Un arrêt sur le pont de Loire à Nevers entre amis peut changer un moment de vie, tout comme fêter ses cinquante ans de façon bien arrosée.
Ils sont trois amis et, après (ou pendant) les libations lancent cette proposition « descendre la Loire en barque » Ben oui, pourquoi pas et le lendemain l’un d’eux ressort la proposition… c’est l’engrenage, surtout lorsqu’ils dénichent sur le Bon Coin une annonce « Vend barque ». Une grosse barque en alu à fond plat.

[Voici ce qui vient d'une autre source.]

//! Barrett reduction and branch-free conditional subtraction for the
//! NewHope field (q = 12289).
//!
//! Coefficients are kept fully reduced in `[0, q)` as `u16`; products are
//! formed in `u32` and reduced with a single Barrett step.

use crate::Q;

const Q32: u32 = Q as u32;

/// `floor(2^32 / q)`, the Barrett multiplier.
const BARRETT_M: u64 = (1u64 << 32) / Q32 as u64;

/// Conditionally subtract q: maps `a in [0, 2q)` to `a mod q` without
/// branching.
#[inline]
#[must_use]
pub const fn csubq(a: u16) -> u16 {
    let t = a.wrapping_sub(Q) as i16;
    (t + ((t >> 15) & Q as i16)) as u16
}

/// Barrett reduction: any `u32` to its representative in `[0, q)`.
#[inline]
#[must_use]
pub const fn barrett_reduce(a: u32) -> u16 {
    let t = ((a as u64 * BARRETT_M) >> 32) as u32;
    // a - t*q lies in [0, 2q)
    csubq((a - t * Q32) as u16)
}

/// Modular addition of two reduced coefficients.
#[inline]
#[must_use]
pub const fn fqadd(a: u16, b: u16) -> u16 {
    csubq(a + b)
}

/// Modular subtraction of two reduced coefficients.
#[inline]
#[must_use]
pub const fn fqsub(a: u16, b: u16) -> u16 {
    csubq(a + Q - b)
}

/// Modular multiplication of two reduced coefficients.
#[inline]
#[must_use]
pub const fn fqmul(a: u16, b: u16) -> u16 {
    barrett_reduce(a as u32 * b as u32)
}

/// `base^exp mod q`, usable in constant contexts for table generation.
#[must_use]
pub const fn pow_mod(base: u16, mut exp: u32) -> u16 {
    let mut result: u32 = 1;
    let mut b = base as u32 % Q32;
    while exp > 0 {
        if exp & 1 == 1 {
            result = result * b % Q32;
        }
        exp >>= 1;
        b = b * b % Q32;
    }
    result as u16
}
//! Polynomial byte-level encoding (14-bit packing, 4 coefficients -> 7 bytes).

use crate::{N, POLYBYTES, Q};

pub fn coeffs_to_bytes(r: &mut [u8], a: &[u16; N]) {
    debug_assert!(r.len() >= POLYBYTES);
    for (out, t) in r.chunks_exact_mut(7).zip(a.chunks_exact(4)) {
        out[0] = t[0] as u8;
        out[1] = ((t[0] >> 8) | (t[1] << 6)) as u8;
        out[2] = (t[1] >> 2) as u8;
        out[3] = ((t[1] >> 10) | (t[2] << 4)) as u8;
        out[4] = (t[2] >> 4) as u8;
        out[5] = ((t[2] >> 12) | (t[3] << 2)) as u8;
        out[6] = (t[3] >> 6) as u8;
    }
}

/// Unpack 14-bit coefficients. Returns `false` if any decoded value is not
/// below q; every coefficient is still written so the scan does not
/// short-circuit on the input.
#[must_use]
pub fn bytes_to_coeffs(r: &mut [u16; N], a: &[u8]) -> bool {
    debug_assert!(a.len() >= POLYBYTES);
    let mut out_of_range = 0u16;
    for (t, b) in r.chunks_exact_mut(4).zip(a.chunks_exact(7)) {
        let b: [u16; 7] = core::array::from_fn(|i| b[i] as u16);
        t[0] = b[0] | ((b[1] & 0x3f) << 8);
        t[1] = (b[1] >> 6) | (b[2] << 2) | ((b[3] & 0x0f) << 10);
        t[2] = (b[3] >> 4) | (b[4] << 4) | ((b[5] & 0x03) << 12);
        t[3] = (b[5] >> 2) | (b[6] << 6);
        for &c in t.iter() {
            // high bit set iff c >= q
            out_of_range |= (Q - 1).wrapping_sub(c);
        }
    }
    out_of_range >> 15 == 0
}

#[cfg(test)]
mod tests {
    use super::*;

    #[test]
    fn tobytes_frombytes_roundtrip() {
        let mut a = [0u16; N];
        for (i, c) in a.iter_mut().enumerate() {
            *c = ((i * 12007 + 5) % Q as usize) as u16;
        }
        a[0] = Q - 1;
        a[N - 1] = 0;
        let mut buf = [0u8; POLYBYTES];
        coeffs_to_bytes(&mut buf, &a);

        let mut b = [0u16; N];
        assert!(bytes_to_coeffs(&mut b, &buf));
        assert_eq!(a, b);
    }

    #[test]
    fn first_group_layout() {
        let mut a = [0u16; N];
        a[..4].copy_from_slice(&[Q - 1, 1, 2, 3]);
        let mut buf = [0u8; POLYBYTES];
        coeffs_to_bytes(&mut buf, &a);
        // 12288 = 0b11_0000_0000_0000
        assert_eq!(buf[0], 0x00);
        assert_eq!(buf[1], 0x30 | (1 << 6));
        assert_eq!(buf[2], 0x00);
        assert_eq!(buf[3], 2 << 4);
        assert_eq!(buf[5], 3 << 2);
        assert!(buf[7..].iter().all(|&b| b == 0));
    }

    #[test]
    fn rejects_coefficient_equal_to_q() {
        let mut a = [0u16; N];
        a[517] = Q;
        let mut buf = [0u8; POLYBYTES];
        coeffs_to_bytes(&mut buf, &a);
        let mut b = [0u16; N];
        assert!(!bytes_to_coeffs(&mut b, &buf));
    }

    #[test]
    fn rejects_all_ones() {
        let buf = [0xffu8; POLYBYTES];
        let mut b = [0u16; N];
        assert!(!bytes_to_coeffs(&mut b, &buf));
        assert!(b.iter().all(|&c| c == 0x3fff));
    }
}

Pour eux trois, cela devrait aller. « une ancienne barge de pompiers, une grosse ferraille rouge et piquée (peut-être moins rouge qu’entièrement rouillée), un parallélépipède évasant dénué de fuselage, fond plat, carène épaisse, des plats-bords ourlés, lippus, quelque chose d'immaniable, long de sept mètres pour deux de large, deux cents kilos à l'oeil, poids net. »
Et vogue la galère, pardon la barque ! Elle a un prénom « Nénette »
Les trois copains débutent leur périple à Andrézieux. Plus en amont, les dimensions de l’embarcation n’autorisent pas la navigation.
Le livre n’est pas un carnet de bord, mais les impressions de l’auteur, « à hauteur de paupières », à hauteur de sensations.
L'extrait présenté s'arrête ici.